オランダ戦を見たドイツ人記者の評価はどう変わったのか? かつて日本がなかなか見せられなかった「ある力」が印象的だったという

 本来、2度も相手にリードを奪われたら、流れは相手にある。ショックや焦りを受けるのが普通だろう。でも日本はそこからでも冷静さを失わずに、ギアをあげることができている。1-2となってから交代カードを切り、戦い方も少し変える。
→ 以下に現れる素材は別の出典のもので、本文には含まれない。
use crate::cache::{CacheKey, DefinitionCache};
use crate::definition::{DataRange, DefinitionKind, ValueDefinition};
use crate::syntax_tree::{Multiplier, SyntaxKind, SyntaxNode, SyntaxVisitor};
use std::ops::Range;

/// A group's multiplier, waiting for the node it applies to
#[derive(Debug, Clone)]
struct GroupQuantification {
    multiplier: Multiplier,
    span: Range<usize>,
}

struct Frame {
    definition: ValueDefinition,
    groups: Vec<GroupQuantification>,
}

/// Streams a syntax tree into a `ValueDefinition`
///
/// Leaves are appended to the innermost open composite, or become the root.
/// Composites open a frame that is closed when the walk leaves them.
pub struct TreeBuilder<'a> {
    source: &'a str,
    cache: Option<&'a mut DefinitionCache>,
    frames: Vec<Frame>,
    /// Enclosing groups not yet applied, outermost first
    group_quantification: Vec<GroupQuantification>,
    root: Option<ValueDefinition>,
}

impl<'a> TreeBuilder<'a> {
    pub fn new(source: &'a str, cache: Option<&'a mut DefinitionCache>) -> Self {
        Self {
            source,
            cache,
            frames: Vec::new(),
            group_quantification: Vec::new(),
            root: None,
        }
    }

    pub fn finish(self) -> Option<ValueDefinition> {
        self.root
    }

    fn raw(&self, span: &Range<usize>) -> String {
        self.source[span.clone()].to_string()
    }

    fn leaf(&mut self, node: &SyntaxNode) -> ValueDefinition {
        let name = node.name.clone().unwrap_or_default();
        let kind = match node.kind {
            SyntaxKind::String => DefinitionKind::String { content: name },
            SyntaxKind::DataType => {
                let (name, range) = split_range(&name);
                self.register(CacheKey::syntax(&name));
                DefinitionKind::DataType { name, range }
            }
            SyntaxKind::PropertyReference => {
                self.register(CacheKey::property(&name));
                DefinitionKind::PropertyReference { name }
            }
            _ => DefinitionKind::Literal { content: name },
        };
        self.with_multiplier(ValueDefinition::new(kind, self.raw(&node.span), node.span.clone()), node)
    }

    fn composite(&self, node: &SyntaxNode) -> ValueDefinition {
        let kind = match node.kind {
            SyntaxKind::FunctionCall => DefinitionKind::FunctionCall {
                name: node.name.clone().unwrap_or_default(),
                content: Vec::new(),
            },
            SyntaxKind::UnorderedSequence => DefinitionKind::UnorderedSequence { content: Vec::new() },
            SyntaxKind::Subset => DefinitionKind::Subset { content: Vec::new() },
            SyntaxKind::Alternation => DefinitionKind::Alternation { content: Vec::new() },
            _ => DefinitionKind::OrderedSequence { content: Vec::new() },
        };
        self.with_multiplier(ValueDefinition::new(kind, self.raw(&node.span), node.span.clone()), node)
    }

    fn with_multiplier(&self, mut definition: ValueDefinition, node: &SyntaxNode) -> ValueDefinition {
        definition.quantifier = node.multiplier.quantifier;
        definition.separator = node.multiplier.separator;
        definition.required = node.multiplier.required;
        definition
    }

    fn register(&mut self, key: CacheKey) {
        if let Some(cache) = self.cache.as_deref_mut() {
            cache.register(key);
        }
    }

    /// Apply a pending group multiplier. An unmultiplied node takes it over;
    /// otherwise the node is wrapped in a one-element ordered sequence.
    fn apply_group(&self, definition: ValueDefinition, group: GroupQuantification) -> ValueDefinition {
        let raw = self.raw(&group.span);
        if group.multiplier.is_default() || definition.has_default_multiplier() {
            let mut definition = definition;
            if !group.multiplier.is_default() {
                definition.quantifier = group.multiplier.quantifier;
                definition.separator = group.multiplier.separator;
                definition.required = group.multiplier.required;
            }
            definition.raw = raw;
            definition.span = group.span;
            return definition;
        }

        let mut wrapper = ValueDefinition::new(
            DefinitionKind::OrderedSequence {
                content: vec![definition],
            },
            raw,
            group.span,
        );
        wrapper.quantifier = group.multiplier.quantifier;
        wrapper.separator = group.multiplier.separator;
        wrapper.required = group.multiplier.required;
        wrapper
    }

    fn attach(&mut self, definition: ValueDefinition, groups: Vec<GroupQuantification>) {
        let definition = groups
            .into_iter()
            .rev()
            .fold(definition, |def, group| self.apply_group(def, group));
        match self.frames.last_mut().and_then(|f| f.definition.children_mut()) {
            Some(content) => content.push(definition),
            None => self.root = Some(definition),
        }
    }
}

impl SyntaxVisitor for TreeBuilder<'_> {
    fn enter(&mut self, node: &SyntaxNode) -> bool {
        match node.kind {
            SyntaxKind::Group => {
                self.group_quantification.push(GroupQuantification {
                    multiplier: node.multiplier,
                    span: node.span.clone(),
                });
                true
            }
            kind if kind.is_leaf() => {
                let groups = std::mem::take(&mut self.group_quantification);
                let definition = self.leaf(node);
                self.attach(definition, groups);
                false
            }
            _ => {
                let groups = std::mem::take(&mut self.group_quantification);
                let definition = self.composite(node);
                self.frames.push(Frame { definition, groups });
                true
            }
        }
    }

    fn leave(&mut self, node: &SyntaxNode) {
        if node.kind.is_leaf() || node.kind == SyntaxKind::Group {
            return;
        }
        if let Some(frame) = self.frames.pop() {
            self.attach(frame.definition, frame.groups);
        }
    }
}

/// Split `number [0,∞]` into the data type name and its range
fn split_range(text: &str) -> (String, Option<DataRange>) {
    match text.find('[') {
        Some(i) => (text[..i].trim().to_string(), DataRange::parse(&text[i..])),
        None => (text.to_string(), None),
    }
}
終盤は右サイドの伊東純也、左サイドの中村が高い位置をとることで相手を押し込んでいった。

センタリングを入れ始めたのは腑に落ちなかったが……

「イトウのほか、スガワラ、トミヤス(冨安健洋)が起用され、右サイドが活性化された。特にイトウが素晴らしい。何度もチャンスに絡んでいたよね。ただ一点、私として腑に落ちなかったのが、高いセンタリングを放り込み始めたことだ。オランダの平均身長は日本よりずっと高い。どんどんセンタリングを入れられるのは、むしろ向こうにとって対応しやすかったはず。あれが監督の指示なのかどうかはわからないが、もっと足元へのパスとポジションチェンジを多用して揺さぶりをかけた方がいいのでは、と試合を見ながら思ったんだ」

 それこそ終盤のオランダはCBネイサン・アケを投入し、5バックへ移行。高さ対策をさらに強めていた。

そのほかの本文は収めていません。